Records supplied:
+---+

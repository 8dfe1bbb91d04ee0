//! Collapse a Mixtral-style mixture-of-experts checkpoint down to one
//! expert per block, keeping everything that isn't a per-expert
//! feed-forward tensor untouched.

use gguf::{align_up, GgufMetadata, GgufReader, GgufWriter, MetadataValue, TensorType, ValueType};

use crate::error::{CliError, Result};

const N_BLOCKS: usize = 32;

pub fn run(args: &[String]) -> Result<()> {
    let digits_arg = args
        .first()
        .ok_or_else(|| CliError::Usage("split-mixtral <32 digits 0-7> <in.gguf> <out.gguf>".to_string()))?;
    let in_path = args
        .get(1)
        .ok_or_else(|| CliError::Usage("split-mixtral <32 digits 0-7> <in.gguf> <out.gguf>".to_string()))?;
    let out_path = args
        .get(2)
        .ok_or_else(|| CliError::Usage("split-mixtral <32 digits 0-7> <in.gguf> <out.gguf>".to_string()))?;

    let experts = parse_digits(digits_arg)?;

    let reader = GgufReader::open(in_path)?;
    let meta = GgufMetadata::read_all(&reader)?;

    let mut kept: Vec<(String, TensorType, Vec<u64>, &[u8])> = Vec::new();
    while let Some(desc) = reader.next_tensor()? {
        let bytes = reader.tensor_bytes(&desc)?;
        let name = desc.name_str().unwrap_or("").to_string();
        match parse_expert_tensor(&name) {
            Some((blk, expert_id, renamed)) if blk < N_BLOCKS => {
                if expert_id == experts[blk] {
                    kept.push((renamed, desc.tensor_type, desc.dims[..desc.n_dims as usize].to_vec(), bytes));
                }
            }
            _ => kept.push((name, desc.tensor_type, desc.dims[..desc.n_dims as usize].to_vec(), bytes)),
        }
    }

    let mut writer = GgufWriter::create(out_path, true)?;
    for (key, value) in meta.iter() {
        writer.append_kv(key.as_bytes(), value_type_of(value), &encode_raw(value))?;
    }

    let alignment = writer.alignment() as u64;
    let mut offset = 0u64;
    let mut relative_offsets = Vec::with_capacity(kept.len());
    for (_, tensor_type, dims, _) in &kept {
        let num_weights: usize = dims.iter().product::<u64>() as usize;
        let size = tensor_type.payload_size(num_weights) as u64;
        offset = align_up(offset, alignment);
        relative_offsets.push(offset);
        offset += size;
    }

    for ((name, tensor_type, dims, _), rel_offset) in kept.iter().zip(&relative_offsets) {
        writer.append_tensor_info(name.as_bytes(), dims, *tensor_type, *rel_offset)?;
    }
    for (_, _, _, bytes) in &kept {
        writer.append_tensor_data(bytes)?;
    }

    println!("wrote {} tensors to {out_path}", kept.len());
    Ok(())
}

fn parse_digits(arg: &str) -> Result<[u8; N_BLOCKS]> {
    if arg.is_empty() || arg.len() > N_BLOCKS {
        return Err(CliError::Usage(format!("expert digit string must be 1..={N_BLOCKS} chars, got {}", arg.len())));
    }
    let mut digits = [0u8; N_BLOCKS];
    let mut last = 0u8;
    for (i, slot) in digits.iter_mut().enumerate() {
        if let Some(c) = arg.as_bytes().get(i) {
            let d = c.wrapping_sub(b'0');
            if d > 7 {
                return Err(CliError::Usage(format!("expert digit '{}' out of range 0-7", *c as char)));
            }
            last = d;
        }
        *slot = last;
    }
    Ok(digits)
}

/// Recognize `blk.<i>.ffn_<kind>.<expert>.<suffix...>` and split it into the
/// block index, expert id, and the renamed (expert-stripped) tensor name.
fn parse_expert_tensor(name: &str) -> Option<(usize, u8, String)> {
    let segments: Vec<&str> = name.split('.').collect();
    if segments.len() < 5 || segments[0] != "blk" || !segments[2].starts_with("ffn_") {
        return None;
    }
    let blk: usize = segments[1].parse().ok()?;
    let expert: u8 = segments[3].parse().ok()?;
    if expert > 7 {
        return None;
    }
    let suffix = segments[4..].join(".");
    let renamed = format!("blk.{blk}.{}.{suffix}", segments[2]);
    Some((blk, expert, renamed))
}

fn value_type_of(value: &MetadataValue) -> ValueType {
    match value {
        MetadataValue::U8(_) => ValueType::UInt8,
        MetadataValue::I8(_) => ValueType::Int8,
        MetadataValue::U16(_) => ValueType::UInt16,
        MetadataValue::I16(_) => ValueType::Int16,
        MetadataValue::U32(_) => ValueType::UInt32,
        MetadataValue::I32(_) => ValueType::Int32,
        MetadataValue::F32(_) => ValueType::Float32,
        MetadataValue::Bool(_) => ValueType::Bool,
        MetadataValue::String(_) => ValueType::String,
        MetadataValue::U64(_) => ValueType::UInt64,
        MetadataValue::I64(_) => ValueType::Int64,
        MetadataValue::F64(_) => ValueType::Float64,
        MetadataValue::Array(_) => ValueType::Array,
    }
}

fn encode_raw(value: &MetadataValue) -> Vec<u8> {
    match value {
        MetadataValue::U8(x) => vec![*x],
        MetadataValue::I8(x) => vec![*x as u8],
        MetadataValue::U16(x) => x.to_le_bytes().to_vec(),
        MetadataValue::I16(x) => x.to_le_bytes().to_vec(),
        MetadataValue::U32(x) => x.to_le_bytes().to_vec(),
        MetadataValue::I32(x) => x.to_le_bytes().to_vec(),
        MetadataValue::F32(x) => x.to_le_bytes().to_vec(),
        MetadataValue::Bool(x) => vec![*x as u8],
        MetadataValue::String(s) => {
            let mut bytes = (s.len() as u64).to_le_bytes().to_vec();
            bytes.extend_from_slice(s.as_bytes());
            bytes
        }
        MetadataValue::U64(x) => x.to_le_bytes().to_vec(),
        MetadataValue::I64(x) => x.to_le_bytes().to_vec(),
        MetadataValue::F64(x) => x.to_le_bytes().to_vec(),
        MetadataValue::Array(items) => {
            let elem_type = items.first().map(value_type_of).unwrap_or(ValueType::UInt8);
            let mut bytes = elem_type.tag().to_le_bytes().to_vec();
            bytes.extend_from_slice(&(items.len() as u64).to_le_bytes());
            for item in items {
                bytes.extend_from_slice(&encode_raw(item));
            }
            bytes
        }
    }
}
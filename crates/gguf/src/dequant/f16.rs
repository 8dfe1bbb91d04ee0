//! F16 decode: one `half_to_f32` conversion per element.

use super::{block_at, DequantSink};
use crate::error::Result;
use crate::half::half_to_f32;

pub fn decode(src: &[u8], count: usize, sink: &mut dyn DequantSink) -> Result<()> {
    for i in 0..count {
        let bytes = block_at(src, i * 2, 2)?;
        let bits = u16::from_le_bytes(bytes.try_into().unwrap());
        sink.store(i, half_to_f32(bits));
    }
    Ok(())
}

+---+

Where a line of the records above holds the word "push", copy that line.

                    kept.push((renamed, desc.tensor_type, desc.dims[..desc.n_dims as usize].to_vec(), bytes));
            _ => kept.push((name, desc.tensor_type, desc.dims[..desc.n_dims as usize].to_vec(), bytes)),
        relative_offsets.push(offset);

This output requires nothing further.